▶ Exercise
Find the lines below holding the word "ProbeOutcome" and copy each of them.

[Dataset entries]

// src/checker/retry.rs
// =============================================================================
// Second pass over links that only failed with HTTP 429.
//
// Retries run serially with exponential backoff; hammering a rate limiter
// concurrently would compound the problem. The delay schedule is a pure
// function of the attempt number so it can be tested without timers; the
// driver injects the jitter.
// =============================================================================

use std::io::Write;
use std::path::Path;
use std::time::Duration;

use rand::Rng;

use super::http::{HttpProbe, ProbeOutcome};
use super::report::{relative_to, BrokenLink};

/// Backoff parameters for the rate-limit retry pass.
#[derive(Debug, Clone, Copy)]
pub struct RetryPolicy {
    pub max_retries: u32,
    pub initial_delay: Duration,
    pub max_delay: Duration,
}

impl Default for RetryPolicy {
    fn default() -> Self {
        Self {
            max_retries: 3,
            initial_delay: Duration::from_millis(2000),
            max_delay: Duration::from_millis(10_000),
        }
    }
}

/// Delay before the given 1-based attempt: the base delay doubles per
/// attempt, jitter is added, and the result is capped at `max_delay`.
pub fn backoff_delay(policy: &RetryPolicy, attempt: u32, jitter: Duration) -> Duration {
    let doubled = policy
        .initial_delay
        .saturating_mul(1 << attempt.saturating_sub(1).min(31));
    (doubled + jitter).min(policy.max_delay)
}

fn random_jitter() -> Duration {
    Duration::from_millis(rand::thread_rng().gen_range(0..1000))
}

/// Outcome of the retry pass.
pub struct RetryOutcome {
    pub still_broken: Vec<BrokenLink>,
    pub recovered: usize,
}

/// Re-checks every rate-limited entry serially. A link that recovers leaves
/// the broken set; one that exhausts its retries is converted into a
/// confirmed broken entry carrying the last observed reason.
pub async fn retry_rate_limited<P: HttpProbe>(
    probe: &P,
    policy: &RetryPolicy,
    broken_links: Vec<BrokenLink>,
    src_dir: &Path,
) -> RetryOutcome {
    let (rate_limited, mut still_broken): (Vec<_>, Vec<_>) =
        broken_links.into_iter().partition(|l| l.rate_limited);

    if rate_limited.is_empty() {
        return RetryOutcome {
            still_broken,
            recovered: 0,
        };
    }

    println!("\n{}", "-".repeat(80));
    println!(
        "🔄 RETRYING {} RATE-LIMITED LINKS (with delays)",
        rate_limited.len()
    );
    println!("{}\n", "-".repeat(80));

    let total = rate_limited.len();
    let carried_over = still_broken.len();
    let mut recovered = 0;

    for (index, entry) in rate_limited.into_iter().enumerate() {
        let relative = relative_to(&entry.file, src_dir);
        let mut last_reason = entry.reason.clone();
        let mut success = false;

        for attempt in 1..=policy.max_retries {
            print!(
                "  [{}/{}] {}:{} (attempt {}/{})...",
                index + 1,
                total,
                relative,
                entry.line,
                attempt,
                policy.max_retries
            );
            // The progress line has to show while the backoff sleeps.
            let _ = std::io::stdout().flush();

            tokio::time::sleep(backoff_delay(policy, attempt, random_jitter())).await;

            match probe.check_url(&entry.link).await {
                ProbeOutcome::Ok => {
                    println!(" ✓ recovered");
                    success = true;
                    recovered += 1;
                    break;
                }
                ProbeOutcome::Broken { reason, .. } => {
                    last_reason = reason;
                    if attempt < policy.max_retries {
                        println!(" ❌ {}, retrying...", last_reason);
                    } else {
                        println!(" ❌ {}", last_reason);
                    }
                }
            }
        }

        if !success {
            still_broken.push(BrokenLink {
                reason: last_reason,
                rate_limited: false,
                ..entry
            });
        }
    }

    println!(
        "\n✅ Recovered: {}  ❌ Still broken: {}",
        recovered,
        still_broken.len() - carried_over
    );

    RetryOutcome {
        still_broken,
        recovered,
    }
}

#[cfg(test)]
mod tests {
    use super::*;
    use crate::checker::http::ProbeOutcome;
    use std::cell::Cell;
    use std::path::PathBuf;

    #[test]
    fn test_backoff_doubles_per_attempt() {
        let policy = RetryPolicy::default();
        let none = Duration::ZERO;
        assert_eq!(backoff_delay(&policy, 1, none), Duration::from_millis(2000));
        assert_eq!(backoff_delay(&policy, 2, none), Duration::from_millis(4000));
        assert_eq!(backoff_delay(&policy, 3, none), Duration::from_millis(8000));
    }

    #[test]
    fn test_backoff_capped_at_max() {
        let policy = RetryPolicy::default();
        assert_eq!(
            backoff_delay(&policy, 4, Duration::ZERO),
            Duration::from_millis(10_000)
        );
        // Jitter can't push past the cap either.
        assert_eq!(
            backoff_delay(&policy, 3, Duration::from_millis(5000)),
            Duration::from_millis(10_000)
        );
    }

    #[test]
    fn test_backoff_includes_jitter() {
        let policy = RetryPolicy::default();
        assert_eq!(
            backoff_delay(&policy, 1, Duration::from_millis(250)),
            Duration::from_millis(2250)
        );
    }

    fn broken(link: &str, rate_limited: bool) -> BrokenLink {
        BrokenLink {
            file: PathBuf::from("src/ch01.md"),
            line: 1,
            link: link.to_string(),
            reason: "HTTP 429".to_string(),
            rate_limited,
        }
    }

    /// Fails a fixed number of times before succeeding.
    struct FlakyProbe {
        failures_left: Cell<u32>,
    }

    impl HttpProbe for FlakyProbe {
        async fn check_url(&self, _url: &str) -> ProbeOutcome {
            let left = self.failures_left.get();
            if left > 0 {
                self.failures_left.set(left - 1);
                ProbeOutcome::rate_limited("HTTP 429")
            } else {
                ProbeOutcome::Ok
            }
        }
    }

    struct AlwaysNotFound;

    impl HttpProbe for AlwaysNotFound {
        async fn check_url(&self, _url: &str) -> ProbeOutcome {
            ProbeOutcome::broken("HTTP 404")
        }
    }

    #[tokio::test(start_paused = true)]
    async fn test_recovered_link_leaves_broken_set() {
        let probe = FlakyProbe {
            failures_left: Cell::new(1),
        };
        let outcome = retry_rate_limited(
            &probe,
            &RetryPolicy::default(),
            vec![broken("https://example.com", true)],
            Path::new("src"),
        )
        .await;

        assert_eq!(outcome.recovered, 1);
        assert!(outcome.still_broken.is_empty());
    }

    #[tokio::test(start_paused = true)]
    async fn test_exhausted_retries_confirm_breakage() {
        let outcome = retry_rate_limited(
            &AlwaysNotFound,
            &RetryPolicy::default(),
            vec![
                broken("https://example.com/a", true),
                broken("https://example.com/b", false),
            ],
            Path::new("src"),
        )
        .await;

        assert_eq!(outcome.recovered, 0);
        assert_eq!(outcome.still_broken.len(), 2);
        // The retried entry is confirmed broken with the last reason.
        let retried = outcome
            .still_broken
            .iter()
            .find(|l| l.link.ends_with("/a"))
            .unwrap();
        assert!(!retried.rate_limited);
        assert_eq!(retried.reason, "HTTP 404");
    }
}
...
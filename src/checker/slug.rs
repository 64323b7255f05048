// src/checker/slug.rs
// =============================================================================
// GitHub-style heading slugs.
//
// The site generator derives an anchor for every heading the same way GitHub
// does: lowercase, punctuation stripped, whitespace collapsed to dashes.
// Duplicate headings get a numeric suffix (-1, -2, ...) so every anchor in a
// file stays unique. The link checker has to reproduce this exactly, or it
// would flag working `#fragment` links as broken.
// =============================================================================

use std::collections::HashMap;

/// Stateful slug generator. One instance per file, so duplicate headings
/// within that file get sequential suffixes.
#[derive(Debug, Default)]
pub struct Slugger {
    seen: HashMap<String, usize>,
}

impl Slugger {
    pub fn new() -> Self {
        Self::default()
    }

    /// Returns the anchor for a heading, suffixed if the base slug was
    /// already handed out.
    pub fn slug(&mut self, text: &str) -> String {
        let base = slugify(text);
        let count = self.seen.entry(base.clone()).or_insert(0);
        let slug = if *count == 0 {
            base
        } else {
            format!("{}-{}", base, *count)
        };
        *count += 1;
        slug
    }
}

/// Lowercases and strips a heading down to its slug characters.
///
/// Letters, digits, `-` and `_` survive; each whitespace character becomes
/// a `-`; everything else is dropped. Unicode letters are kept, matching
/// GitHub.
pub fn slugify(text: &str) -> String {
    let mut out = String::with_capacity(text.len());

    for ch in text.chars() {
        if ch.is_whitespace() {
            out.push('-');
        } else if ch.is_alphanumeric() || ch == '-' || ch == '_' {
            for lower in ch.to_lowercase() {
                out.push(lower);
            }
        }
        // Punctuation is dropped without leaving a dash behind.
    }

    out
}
==
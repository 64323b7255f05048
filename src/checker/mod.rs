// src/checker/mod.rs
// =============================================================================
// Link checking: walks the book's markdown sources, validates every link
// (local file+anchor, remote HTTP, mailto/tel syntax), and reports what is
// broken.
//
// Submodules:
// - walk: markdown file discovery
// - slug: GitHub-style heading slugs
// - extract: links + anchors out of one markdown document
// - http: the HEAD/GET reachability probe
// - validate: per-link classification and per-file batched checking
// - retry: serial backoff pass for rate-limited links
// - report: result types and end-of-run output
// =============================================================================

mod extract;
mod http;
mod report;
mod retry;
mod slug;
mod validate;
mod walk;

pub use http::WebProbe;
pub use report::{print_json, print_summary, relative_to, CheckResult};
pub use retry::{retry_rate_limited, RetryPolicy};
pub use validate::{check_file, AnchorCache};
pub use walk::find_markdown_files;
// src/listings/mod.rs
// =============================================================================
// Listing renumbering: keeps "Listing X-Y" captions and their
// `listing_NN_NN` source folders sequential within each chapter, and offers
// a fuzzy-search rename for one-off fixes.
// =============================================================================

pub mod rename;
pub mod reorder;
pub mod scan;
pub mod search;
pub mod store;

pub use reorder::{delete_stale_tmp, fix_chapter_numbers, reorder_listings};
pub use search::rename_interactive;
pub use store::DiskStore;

▶ Response to this task
use super::http::{HttpProbe, ProbeOutcome};
                ProbeOutcome::Ok => {
                ProbeOutcome::Broken { reason, .. } => {
    use crate::checker::http::ProbeOutcome;
        async fn check_url(&self, _url: &str) -> ProbeOutcome {
                ProbeOutcome::rate_limited("HTTP 429")
                ProbeOutcome::Ok
        async fn check_url(&self, _url: &str) -> ProbeOutcome {
            ProbeOutcome::broken("HTTP 404")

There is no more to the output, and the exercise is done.